*WHAT YOU HAVE TO DO*
Would you find each line in the entries below with the string "true" and copy it?

*EXCERPTED DATA*
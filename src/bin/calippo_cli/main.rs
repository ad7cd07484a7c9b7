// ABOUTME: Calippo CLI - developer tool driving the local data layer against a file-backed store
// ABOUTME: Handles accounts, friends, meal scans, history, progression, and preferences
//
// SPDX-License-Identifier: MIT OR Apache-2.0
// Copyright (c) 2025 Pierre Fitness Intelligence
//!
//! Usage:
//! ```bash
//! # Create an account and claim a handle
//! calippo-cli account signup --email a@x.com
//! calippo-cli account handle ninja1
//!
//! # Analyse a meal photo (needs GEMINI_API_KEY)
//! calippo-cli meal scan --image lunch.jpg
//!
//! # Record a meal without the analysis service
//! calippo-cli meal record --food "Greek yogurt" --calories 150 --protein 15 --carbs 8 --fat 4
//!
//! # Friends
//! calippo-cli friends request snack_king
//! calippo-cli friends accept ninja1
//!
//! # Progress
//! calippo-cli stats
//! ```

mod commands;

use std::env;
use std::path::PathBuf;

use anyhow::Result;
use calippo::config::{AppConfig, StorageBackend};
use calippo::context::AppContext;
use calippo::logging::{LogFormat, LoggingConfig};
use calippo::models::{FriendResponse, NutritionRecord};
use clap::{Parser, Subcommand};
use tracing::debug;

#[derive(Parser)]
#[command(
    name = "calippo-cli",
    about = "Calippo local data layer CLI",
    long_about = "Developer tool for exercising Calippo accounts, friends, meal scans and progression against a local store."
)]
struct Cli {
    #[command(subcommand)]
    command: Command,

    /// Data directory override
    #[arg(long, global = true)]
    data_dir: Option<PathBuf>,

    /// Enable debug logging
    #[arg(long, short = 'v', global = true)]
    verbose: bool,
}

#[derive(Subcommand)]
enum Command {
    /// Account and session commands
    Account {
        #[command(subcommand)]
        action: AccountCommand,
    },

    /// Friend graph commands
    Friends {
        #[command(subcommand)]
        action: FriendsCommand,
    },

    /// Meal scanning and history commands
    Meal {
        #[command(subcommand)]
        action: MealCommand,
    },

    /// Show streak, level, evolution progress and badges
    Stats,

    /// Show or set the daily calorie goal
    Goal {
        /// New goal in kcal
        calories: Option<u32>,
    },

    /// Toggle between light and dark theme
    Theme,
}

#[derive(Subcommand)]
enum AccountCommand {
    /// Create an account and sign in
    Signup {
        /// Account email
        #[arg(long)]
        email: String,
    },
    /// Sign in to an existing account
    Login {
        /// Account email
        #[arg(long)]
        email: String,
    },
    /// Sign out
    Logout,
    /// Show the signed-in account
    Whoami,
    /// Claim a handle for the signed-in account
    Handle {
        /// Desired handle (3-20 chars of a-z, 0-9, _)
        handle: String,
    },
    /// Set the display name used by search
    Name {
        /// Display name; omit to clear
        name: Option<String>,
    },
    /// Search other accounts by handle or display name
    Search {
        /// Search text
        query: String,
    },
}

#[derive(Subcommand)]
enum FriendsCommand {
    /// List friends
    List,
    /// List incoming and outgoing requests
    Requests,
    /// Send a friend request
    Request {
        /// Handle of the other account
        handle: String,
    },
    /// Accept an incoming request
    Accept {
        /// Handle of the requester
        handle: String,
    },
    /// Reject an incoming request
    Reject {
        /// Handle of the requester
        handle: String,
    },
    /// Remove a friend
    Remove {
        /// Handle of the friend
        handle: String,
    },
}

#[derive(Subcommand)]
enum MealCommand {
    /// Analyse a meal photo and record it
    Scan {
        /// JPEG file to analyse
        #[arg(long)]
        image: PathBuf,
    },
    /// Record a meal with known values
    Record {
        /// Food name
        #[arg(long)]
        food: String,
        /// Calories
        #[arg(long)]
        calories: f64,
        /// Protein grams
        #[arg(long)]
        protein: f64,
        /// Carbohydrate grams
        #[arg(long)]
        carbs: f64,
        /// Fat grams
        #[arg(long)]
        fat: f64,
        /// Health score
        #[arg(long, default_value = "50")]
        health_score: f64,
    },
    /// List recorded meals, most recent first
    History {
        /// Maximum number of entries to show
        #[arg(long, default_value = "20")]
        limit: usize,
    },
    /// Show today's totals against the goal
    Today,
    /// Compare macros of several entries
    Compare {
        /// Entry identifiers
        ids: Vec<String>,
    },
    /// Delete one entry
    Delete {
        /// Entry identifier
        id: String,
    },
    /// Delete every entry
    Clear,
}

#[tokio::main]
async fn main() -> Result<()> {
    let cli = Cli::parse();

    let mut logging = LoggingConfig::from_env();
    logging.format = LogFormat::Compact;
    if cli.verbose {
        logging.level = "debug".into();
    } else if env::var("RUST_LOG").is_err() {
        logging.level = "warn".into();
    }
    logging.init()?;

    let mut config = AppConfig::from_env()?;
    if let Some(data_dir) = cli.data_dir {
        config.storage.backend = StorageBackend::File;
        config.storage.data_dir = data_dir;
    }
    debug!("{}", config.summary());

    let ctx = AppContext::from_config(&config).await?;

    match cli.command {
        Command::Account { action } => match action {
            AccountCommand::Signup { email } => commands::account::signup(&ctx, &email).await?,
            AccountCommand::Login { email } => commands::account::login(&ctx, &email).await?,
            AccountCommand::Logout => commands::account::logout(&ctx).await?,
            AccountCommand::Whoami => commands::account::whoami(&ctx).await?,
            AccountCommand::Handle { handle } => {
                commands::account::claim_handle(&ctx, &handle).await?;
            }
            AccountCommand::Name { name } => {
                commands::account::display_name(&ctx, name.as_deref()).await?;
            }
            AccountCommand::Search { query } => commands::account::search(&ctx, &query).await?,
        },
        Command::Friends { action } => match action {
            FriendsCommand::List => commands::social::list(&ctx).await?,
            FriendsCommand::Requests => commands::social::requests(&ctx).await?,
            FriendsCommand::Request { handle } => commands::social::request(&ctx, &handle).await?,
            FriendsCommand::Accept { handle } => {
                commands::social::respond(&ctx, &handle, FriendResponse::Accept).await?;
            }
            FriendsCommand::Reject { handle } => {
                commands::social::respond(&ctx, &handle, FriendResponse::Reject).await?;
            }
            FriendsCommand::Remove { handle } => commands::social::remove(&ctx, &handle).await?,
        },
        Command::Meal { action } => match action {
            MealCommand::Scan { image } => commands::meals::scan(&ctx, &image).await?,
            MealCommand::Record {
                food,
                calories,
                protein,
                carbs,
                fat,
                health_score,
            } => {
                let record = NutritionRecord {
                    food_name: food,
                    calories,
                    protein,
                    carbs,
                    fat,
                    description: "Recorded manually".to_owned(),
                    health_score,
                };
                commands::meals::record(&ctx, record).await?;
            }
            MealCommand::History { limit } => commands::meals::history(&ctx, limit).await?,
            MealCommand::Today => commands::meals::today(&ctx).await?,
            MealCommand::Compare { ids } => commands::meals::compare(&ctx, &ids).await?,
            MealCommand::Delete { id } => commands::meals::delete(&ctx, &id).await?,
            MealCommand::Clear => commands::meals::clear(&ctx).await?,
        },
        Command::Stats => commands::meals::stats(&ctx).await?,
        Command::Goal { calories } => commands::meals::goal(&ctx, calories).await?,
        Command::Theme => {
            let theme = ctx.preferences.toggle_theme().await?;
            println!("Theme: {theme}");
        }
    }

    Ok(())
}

*YOUR SOLUTION*
    #[arg(long, global = true)]
    #[arg(long, short = 'v', global = true)]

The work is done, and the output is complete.